- **Task prompt**: Character for character, reproduce every entry below.

- **Task material**:

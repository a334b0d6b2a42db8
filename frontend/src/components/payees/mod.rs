pub mod payee_form;
pub mod payee_table;

pub use payee_table::PayeeTable;
use shared::{Category, CategoryForm, FlowType, Resource};
use web_sys::{HtmlInputElement, HtmlTextAreaElement};
use yew::prelude::*;

use crate::components::spawn_mutation;
use crate::hooks::use_notification::Notice;
use crate::services::api::ApiClient;

/// What the category form edits
#[derive(Debug, Clone, PartialEq)]
pub enum CategoryTarget {
    /// New category, under `parent` when set
    New { parent: Option<Category> },
    Existing(Category),
}

#[derive(Properties, PartialEq)]
pub struct CategoryFormModalProps {
    pub api_client: ApiClient,
    pub book_id: i64,
    pub category_type: FlowType,
    pub target: CategoryTarget,
    pub notify: Callback<Notice>,
    pub on_close: Callback<()>,
    pub on_saved: Callback<()>,
}

#[function_component(CategoryFormModal)]
pub fn category_form_modal(props: &CategoryFormModalProps) -> Html {
    let (initial_name, initial_notes) = match &props.target {
        CategoryTarget::Existing(category) => (category.name.clone(), category.notes.clone().unwrap_or_default()),
        CategoryTarget::New { .. } => (String::new(), String::new()),
    };
    let name = use_state(|| initial_name);
    let notes = use_state(|| initial_notes);
    let error = use_state(|| Option::<String>::None);

    let title = match &props.target {
        CategoryTarget::New { parent: Some(parent) } => format!("Add category under {}", parent.name),
        CategoryTarget::New { parent: None } => "Add category".to_string(),
        CategoryTarget::Existing(category) => format!("Update {}", category.name),
    };

    let onsubmit = {
        let api_client = props.api_client.clone();
        let target = props.target.clone();
        let book_id = props.book_id;
        let category_type = props.category_type;
        let name = name.clone();
        let notes = notes.clone();
        let error = error.clone();
        let notify = props.notify.clone();
        let on_close = props.on_close.clone();
        let on_saved = props.on_saved.clone();

        Callback::from(move |e: SubmitEvent| {
            e.prevent_default();
            let trimmed = name.trim().to_string();
            if trimmed.is_empty() {
                error.set(Some("Name is required".to_string()));
                return;
            }
            let body = CategoryForm {
                name: trimmed,
                notes: Some(notes.trim().to_string()).filter(|n| !n.is_empty()),
                pid: match &target {
                    CategoryTarget::New { parent } => parent.as_ref().map(|p| p.id),
                    CategoryTarget::Existing(category) => category.parent_id,
                },
                category_type,
                book_id,
            };
            let api_client = api_client.clone();
            let on_done = {
                let on_saved = on_saved.clone();
                let on_close = on_close.clone();
                Callback::from(move |_: ()| {
                    on_saved.emit(());
                    on_close.emit(());
                })
            };
            match &target {
                CategoryTarget::New { .. } => spawn_mutation(
                    async move { api_client.create(Resource::Categories, &body).await },
                    "Category added",
                    notify.clone(),
                    on_done,
                ),
                CategoryTarget::Existing(category) => {
                    let id = category.id;
                    spawn_mutation(
                        async move { api_client.update(Resource::Categories, id, &body).await },
                        "Category updated",
                        notify.clone(),
                        on_done,
                    )
                }
            }
        })
    };

    let on_name = {
        let name = name.clone();
        Callback::from(move |e: InputEvent| name.set(e.target_unchecked_into::<HtmlInputElement>().value()))
    };
    let on_notes = {
        let notes = notes.clone();
        Callback::from(move |e: InputEvent| notes.set(e.target_unchecked_into::<HtmlTextAreaElement>().value()))
    };
    let on_cancel = {
        let on_close = props.on_close.clone();
        Callback::from(move |_: MouseEvent| on_close.emit(()))
    };

    html! {
        <div class="modal-backdrop">
            <div class="modal">
                <header class="modal-header"><h2>{title}</h2></header>
                {if let Some(message) = error.as_ref() {
                    html! { <div class="form-message error">{message.clone()}</div> }
                } else { html! {} }}
                <form {onsubmit}>
                    <div class="form-group">
                        <label for="category-name">{"Name"}</label>
                        <input id="category-name" type="text" required=true value={(*name).clone()} oninput={on_name} />
                    </div>
                    <div class="form-group">
                        <label for="category-notes">{"Notes"}</label>
                        <textarea id="category-notes" value={(*notes).clone()} oninput={on_notes} />
                    </div>
                    <footer class="modal-footer">
                        <button type="button" onclick={on_cancel}>{"Cancel"}</button>
                        <button type="submit" class="primary">{"Submit"}</button>
                    </footer>
                </form>
            </div>
        </div>
    }
}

- **Exercise response**:
repository a334b0d6b2a42db8
filename frontend/src/components/payees/mod.rs
pub mod payee_form;
pub mod payee_table;

pub use payee_table::PayeeTable;
use shared::{Category, CategoryForm, FlowType, Resource};
use web_sys::{HtmlInputElement, HtmlTextAreaElement};
use yew::prelude::*;

use crate::components::spawn_mutation;
use crate::hooks::use_notification::Notice;
use crate::services::api::ApiClient;

/// What the category form edits
#[derive(Debug, Clone, PartialEq)]
pub enum CategoryTarget {
    /// New category, under `parent` when set
    New { parent: Option<Category> },
    Existing(Category),
}

#[derive(Properties, PartialEq)]
pub struct CategoryFormModalProps {
    pub api_client: ApiClient,
    pub book_id: i64,
    pub category_type: FlowType,
    pub target: CategoryTarget,
    pub notify: Callback<Notice>,
    pub on_close: Callback<()>,
    pub on_saved: Callback<()>,
}

#[function_component(CategoryFormModal)]
pub fn category_form_modal(props: &CategoryFormModalProps) -> Html {
    let (initial_name, initial_notes) = match &props.target {
        CategoryTarget::Existing(category) => (category.name.clone(), category.notes.clone().unwrap_or_default()),
        CategoryTarget::New { .. } => (String::new(), String::new()),
    };
    let name = use_state(|| initial_name);
    let notes = use_state(|| initial_notes);
    let error = use_state(|| Option::<String>::None);

    let title = match &props.target {
        CategoryTarget::New { parent: Some(parent) } => format!("Add category under {}", parent.name),
        CategoryTarget::New { parent: None } => "Add category".to_string(),
        CategoryTarget::Existing(category) => format!("Update {}", category.name),
    };

    let onsubmit = {
        let api_client = props.api_client.clone();
        let target = props.target.clone();
        let book_id = props.book_id;
        let category_type = props.category_type;
        let name = name.clone();
        let notes = notes.clone();
        let error = error.clone();
        let notify = props.notify.clone();
        let on_close = props.on_close.clone();
        let on_saved = props.on_saved.clone();

        Callback::from(move |e: SubmitEvent| {
            e.prevent_default();
            let trimmed = name.trim().to_string();
            if trimmed.is_empty() {
                error.set(Some("Name is required".to_string()));
                return;
            }
            let body = CategoryForm {
                name: trimmed,
                notes: Some(notes.trim().to_string()).filter(|n| !n.is_empty()),
                pid: match &target {
                    CategoryTarget::New { parent } => parent.as_ref().map(|p| p.id),
                    CategoryTarget::Existing(category) => category.parent_id,
                },
                category_type,
                book_id,
            };
            let api_client = api_client.clone();
            let on_done = {
                let on_saved = on_saved.clone();
                let on_close = on_close.clone();
                Callback::from(move |_: ()| {
                    on_saved.emit(());
                    on_close.emit(());
                })
            };
            match &target {
                CategoryTarget::New { .. } => spawn_mutation(
                    async move { api_client.create(Resource::Categories, &body).await },
                    "Category added",
                    notify.clone(),
                    on_done,
                ),
                CategoryTarget::Existing(category) => {
                    let id = category.id;
                    spawn_mutation(
                        async move { api_client.update(Resource::Categories, id, &body).await },
                        "Category updated",
                        notify.clone(),
                        on_done,
                    )
                }
            }
        })
    };

    let on_name = {
        let name = name.clone();
        Callback::from(move |e: InputEvent| name.set(e.target_unchecked_into::<HtmlInputElement>().value()))
    };
    let on_notes = {
        let notes = notes.clone();
        Callback::from(move |e: InputEvent| notes.set(e.target_unchecked_into::<HtmlTextAreaElement>().value()))
    };
    let on_cancel = {
        let on_close = props.on_close.clone();
        Callback::from(move |_: MouseEvent| on_close.emit(()))
    };

    html! {
        <div class="modal-backdrop">
            <div class="modal">
                <header class="modal-header"><h2>{title}</h2></header>
                {if let Some(message) = error.as_ref() {
                    html! { <div class="form-message error">{message.clone()}</div> }
                } else { html! {} }}
                <form {onsubmit}>
                    <div class="form-group">
                        <label for="category-name">{"Name"}</label>
                        <input id="category-name" type="text" required=true value={(*name).clone()} oninput={on_name} />
                    </div>
                    <div class="form-group">
                        <label for="category-notes">{"Notes"}</label>
                        <textarea id="category-notes" value={(*notes).clone()} oninput={on_notes} />
                    </div>
                    <footer class="modal-footer">
                        <button type="button" onclick={on_cancel}>{"Cancel"}</button>
                        <button type="submit" class="primary">{"Submit"}</button>
                    </footer>
                </form>
            </div>
        </div>
    }
}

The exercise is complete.